Has anyone ever used an IronKey memory stick with Gentoo (or in a mixed OS environment)?

https://www.ironkey.com/

I'm looking at buying some of these memory sticks for use with Gentoo and am looking for Gentoo users experience with these devices.

----------

## sugar

It looks pretty cool :)

however, from their faqs

 *Quote:*   

> What operating systems does the IronKey work on? Does it require driver or software installations?
> 
> Currently, the IronKey works on Windows XP and Windows Vista computers. Unlike many other smart flash drives, it does not require any driver or software installations, nor do you need to have Windows administrative privileges to use it.
> 
> We are already developing and testing IronKey components that allow you to use it on Mac and Linux systems.

 

----------

## RaceTM

Wow..I thought I read "Ever use a monkey with Gentoo?"...way too early in the morning....

----------

## seifn06

FYI: posts to IronKey's forums suggest IronKey is hard at work on updated firmware for their memory sticks to get the sticks working on Linux. Currently, though, I can't plug my IronKey into my Gentoo box, login and mount the drive...

----------

## xavjones

FYI

https://www.ironkey.com/pressrelease20080616

IronKey Announces Linux Support

Los Altos, Calif., June 17, 2008 - IronKey Inc., maker of the world's most secure flash drive, announced today that its devices now support Linux, enabling users to initiate and utilize IronKey flash drives on Linux operating systems based on kernel 2.6 and above. 
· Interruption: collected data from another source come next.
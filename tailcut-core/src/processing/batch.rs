// ============================================================================
// tailcut-core/src/processing/batch.rs
// ============================================================================
//
// BATCH DRIVER: Runs the configured pipeline over a list of files
//
// WORKFLOW (per file):
// 1. Probe the source duration
// 2. Fixed-offset stage (modes `fixed` and `fixed-then-detect`)
// 3. Boundary detection on the source or the stage-one output
// 4. Validate the cut point and stream-copy [0, cut) to the output directory
//
// Every per-file error is caught here and recorded in the summary. Only
// problems that affect the whole run (invalid config, unusable output
// directory) are returned as errors.

use crate::config::{CoreConfig, PipelineMode};
use crate::error::{CoreError, CoreResult};
use crate::external::{FfmpegSpawner, FfprobeExecutor};
use crate::processing::detect_boundary;
use crate::processing::duration::probe_duration;
use crate::processing::fixed_offset::{CutDecision, trim_fixed_offset};
use crate::processing::trim::{trim_to, validate_cut_point};
use crate::temp_files::IntermediateDir;
use crate::terminal;
use crate::utils::{
    format_bytes, format_duration, format_timestamp, get_file_size, get_filename_safe,
};

use log::{debug, error, info, warn};
use serde::Serialize;
use std::path::{Path, PathBuf};
use std::time::Instant;

/// Details of one successfully trimmed file.
#[derive(Debug, Clone, PartialEq, Serialize)]
pub struct TrimResult {
    pub input_path: PathBuf,
    pub output_path: PathBuf,
    /// End of the kept range, in seconds from the start of the source
    pub cut_point: f64,
    /// Cut applied by the fixed-offset stage, when it ran
    pub fixed_offset_cut: Option<f64>,
    /// Source duration; `0.0` when unknown
    pub source_duration: f64,
    /// `source_duration - cut_point`, when the duration is known
    pub trimmed_from_end: Option<f64>,
    pub input_size: u64,
    pub output_size: u64,
    pub elapsed_secs: f64,
}

/// What happened to one input file.
#[derive(Debug, Clone, PartialEq, Serialize)]
#[serde(tag = "status", rename_all = "snake_case")]
pub enum FileOutcome {
    Trimmed(TrimResult),
    Skipped { reason: String },
    Failed { error: String },
}

#[derive(Debug, Clone, PartialEq, Serialize)]
pub struct FileReport {
    pub filename: String,
    pub outcome: FileOutcome,
}

/// Results of a whole run, one report per input file in processing order.
#[derive(Debug, Clone, Default, PartialEq, Serialize)]
pub struct BatchSummary {
    pub results: Vec<FileReport>,
}

impl BatchSummary {
    pub fn trimmed(&self) -> impl Iterator<Item = &TrimResult> {
        self.results.iter().filter_map(|r| match &r.outcome {
            FileOutcome::Trimmed(result) => Some(result),
            _ => None,
        })
    }

    #[must_use]
    pub fn trimmed_count(&self) -> usize {
        self.trimmed().count()
    }

    #[must_use]
    pub fn skipped_count(&self) -> usize {
        self.results
            .iter()
            .filter(|r| matches!(r.outcome, FileOutcome::Skipped { .. }))
            .count()
    }

    #[must_use]
    pub fn failed_count(&self) -> usize {
        self.results
            .iter()
            .filter(|r| matches!(r.outcome, FileOutcome::Failed { .. }))
            .count()
    }

    /// Seconds removed across all trimmed files with a known duration.
    #[must_use]
    pub fn total_trimmed_secs(&self) -> f64 {
        self.trimmed().filter_map(|r| r.trimmed_from_end).sum()
    }
}

/// Processes every file in `files_to_process` with the pipeline selected by `config`.
///
/// Spawner and prober are injected so tests can replace ffmpeg and ffprobe.
///
/// # Errors
///
/// Returns an error only when the run cannot start: an invalid configuration,
/// or an output/intermediate directory that cannot be created. Per-file
/// failures end up in the returned [`BatchSummary`].
///
/// # Example
///
/// ```rust,no_run
/// use tailcut_core::{CoreConfig, process_videos, find_processable_files};
/// use tailcut_core::external::{CrateFfprobeExecutor, SidecarSpawner};
/// use std::path::PathBuf;
///
/// let config = CoreConfig::new(
///     PathBuf::from("./videos"),
///     PathBuf::from("./trimmed_videos"),
///     PathBuf::from("./trimmed_videos/logs"),
/// );
/// let files = find_processable_files(&config.input_dir, &config.extension)?;
/// let summary = process_videos(&SidecarSpawner, &CrateFfprobeExecutor::new(), &config, &files)?;
/// println!("{} trimmed, {} failed", summary.trimmed_count(), summary.failed_count());
/// # Ok::<(), tailcut_core::CoreError>(())
/// ```
pub fn process_videos<S: FfmpegSpawner, P: FfprobeExecutor>(
    spawner: &S,
    prober: &P,
    config: &CoreConfig,
    files_to_process: &[PathBuf],
) -> CoreResult<BatchSummary> {
    config.validate()?;
    std::fs::create_dir_all(&config.output_dir)?;

    let intermediate = if config.mode == PipelineMode::FixedOffsetThenDetect {
        Some(IntermediateDir::prepare(config)?)
    } else {
        None
    };

    debug!(
        "Processing {} file(s): mode={}, detector={}",
        files_to_process.len(),
        config.mode,
        config.detector
    );

    let mut summary = BatchSummary::default();

    for input_path in files_to_process {
        let filename = match get_filename_safe(input_path) {
            Ok(name) => name,
            Err(e) => {
                error!("{}", e);
                summary.results.push(FileReport {
                    filename: input_path.display().to_string(),
                    outcome: FileOutcome::Failed {
                        error: e.to_string(),
                    },
                });
                continue;
            }
        };

        terminal::print_processing(&format!("Processing: {filename}"));

        let output_path = config.output_dir.join(&filename);
        let outcome = match process_file(
            spawner,
            prober,
            config,
            input_path,
            &output_path,
            intermediate.as_ref(),
        ) {
            Ok(outcome) => outcome,
            Err(e) if e.is_not_found() => {
                warn!("No cut point for {}: {}. Skipping.", filename, e);
                FileOutcome::Skipped {
                    reason: e.to_string(),
                }
            }
            Err(e) => {
                error!("Failed to trim {}: {}", filename, e);
                FileOutcome::Failed {
                    error: e.to_string(),
                }
            }
        };

        report_outcome(&filename, &outcome);
        summary.results.push(FileReport { filename, outcome });
    }

    Ok(summary)
}

fn process_file<S: FfmpegSpawner, P: FfprobeExecutor>(
    spawner: &S,
    prober: &P,
    config: &CoreConfig,
    input_path: &Path,
    output_path: &Path,
    intermediate: Option<&IntermediateDir>,
) -> CoreResult<FileOutcome> {
    ensure_distinct_output(input_path, output_path)?;

    let start_time = Instant::now();
    let source_duration = probe_duration(prober, input_path)?;
    debug!(
        "Source duration of {}: {}",
        input_path.display(),
        format_duration(source_duration)
    );

    let (cut_point, fixed_offset_cut) = match config.mode {
        PipelineMode::FixedOffset => {
            match trim_fixed_offset(
                spawner,
                input_path,
                output_path,
                source_duration,
                config.fixed_offset_secs,
            )? {
                CutDecision::Cut(cut) => (cut, Some(cut)),
                CutDecision::Skip => return Ok(too_short(source_duration, config.fixed_offset_secs)),
            }
        }
        PipelineMode::FixedOffsetThenDetect => {
            let intermediate = intermediate.ok_or_else(|| {
                CoreError::OperationFailed("Intermediate directory was not prepared".to_string())
            })?;
            let stage_path = intermediate.file_path(&get_filename_safe(input_path)?);

            let stage_cut = match trim_fixed_offset(
                spawner,
                input_path,
                &stage_path,
                source_duration,
                config.fixed_offset_secs,
            )? {
                CutDecision::Cut(cut) => cut,
                CutDecision::Skip => return Ok(too_short(source_duration, config.fixed_offset_secs)),
            };

            let result = detect_and_trim(spawner, prober, config, &stage_path, output_path, stage_cut);
            if matches!(intermediate, IntermediateDir::Temporary(_)) {
                if let Err(e) = std::fs::remove_file(&stage_path) {
                    warn!("Failed to remove intermediate {}: {}", stage_path.display(), e);
                }
            }
            (result?, Some(stage_cut))
        }
        PipelineMode::Detect => {
            let cut = detect_and_trim(spawner, prober, config, input_path, output_path, source_duration)?;
            (cut, None)
        }
    };

    let trimmed_from_end = (source_duration > 0.0).then(|| source_duration - cut_point);
    let input_size = get_file_size(input_path)?;
    let output_size = get_file_size(output_path).unwrap_or_else(|e| {
        warn!("Could not read size of {}: {}", output_path.display(), e);
        0
    });

    Ok(FileOutcome::Trimmed(TrimResult {
        input_path: input_path.to_path_buf(),
        output_path: output_path.to_path_buf(),
        cut_point,
        fixed_offset_cut,
        source_duration,
        trimmed_from_end,
        input_size,
        output_size,
        elapsed_secs: start_time.elapsed().as_secs_f64(),
    }))
}

/// Detects the boundary in `detect_input` and writes `[0, cut)` to `output_path`.
fn detect_and_trim<S: FfmpegSpawner, P: FfprobeExecutor>(
    spawner: &S,
    prober: &P,
    config: &CoreConfig,
    detect_input: &Path,
    output_path: &Path,
    detect_input_duration: f64,
) -> CoreResult<f64> {
    let cut = detect_boundary(spawner, prober, detect_input, config)?;
    validate_cut_point(cut, detect_input_duration)?;
    trim_to(spawner, detect_input, output_path, cut)?;
    Ok(cut)
}

fn too_short(duration: f64, offset: f64) -> FileOutcome {
    FileOutcome::Skipped {
        reason: format!(
            "Duration {duration:.2}s is not longer than the {offset:.2}s offset"
        ),
    }
}

/// Refuses to write over the file being read.
fn ensure_distinct_output(input_path: &Path, output_path: &Path) -> CoreResult<()> {
    let same = match (input_path.canonicalize(), output_path.canonicalize()) {
        (Ok(a), Ok(b)) => a == b,
        _ => input_path == output_path,
    };
    if same {
        return Err(CoreError::PathError(format!(
            "Output would overwrite the input file {}",
            input_path.display()
        )));
    }
    Ok(())
}

fn report_outcome(filename: &str, outcome: &FileOutcome) {
    match outcome {
        FileOutcome::Trimmed(result) => {
            terminal::print_status("Cut point", &format_timestamp(result.cut_point), true);
            if let Some(trimmed) = result.trimmed_from_end {
                terminal::print_status("Trimmed", &format!("{trimmed:.2}s from end"), false);
            }
            terminal::print_status(
                "Size",
                &format!(
                    "{} -> {}",
                    format_bytes(result.input_size),
                    format_bytes(result.output_size)
                ),
                false,
            );
            match result.trimmed_from_end {
                Some(trimmed) => info!("Completed: {filename}. Trimmed {trimmed:.2}s from end"),
                None => info!("Completed: {filename}. Source duration unknown"),
            }
            terminal::print_success(&format!("Completed: {filename}"));
        }
        FileOutcome::Skipped { reason } => {
            terminal::print_warning(&format!("Skipped {filename}: {reason}"));
        }
        FileOutcome::Failed { error } => {
            terminal::print_error(
                &format!("Failed: {filename}"),
                error,
                Some("Check the run log for the ffmpeg error output"),
            );
        }
    }
}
IronKey products support Linux distributions above Linux kernel 2.6 including Red Hat Enterprise 4, Kubuntu 7.1, Kubuntu 8.04, Hardy Heron, OpenSUSE 10.3, OpenSUSE 11, Fedora 8, Fedora 9, Sabayon 3.3, LinuxMint 4, Ubuntu 7.1, CentOS 5.1, and Gentoo 2007.

----------

## AngelKnight

Thread necromancy.  Feh...

FWIW, I have Basic Edition Ironkeys that work just fine in Gentoo Linux running on 2.6.38.  Been okay since at least kernel 2.6.36 and probably way before then.  Only "gotcha" is you need USB mass storage support; I don't think any of the IronKey devices exports a USB Attached SCSI profile

short version: usb-storage.ko, not uas.ko.

----------

## cach0rr0

maybe it's my own ignorance, but im reading about these, and having trouble understanding what this really gains you over snagging a $10 thumb drive and setting it up as an encrypted block device just as any other.

----------

## ToeiRei

it's about hardware encryption. If users mess around with it it us able to destroy itself in case of emergency.

----------

## AngelKnight

 *cach0rr0 wrote:*   

> maybe it's my own ignorance, but im reading about these, and having trouble understanding what this really gains you over snagging a $10 thumb drive and setting it up as an encrypted block device just as any other.

 

It doesn't automatically verify the posture of a machine to which the key is attached.  So if you're worried about a compromised point of access, the IronKey doesn't help.

However, it's convenient not to have to install extra software to encipher the key's contents.

I happen to think the rest of the stuff that's installed on the CD-ROM function (which is also where the unlock software for MacOSX, Windows and Linux are installed) isn't useful for my use cases.

----------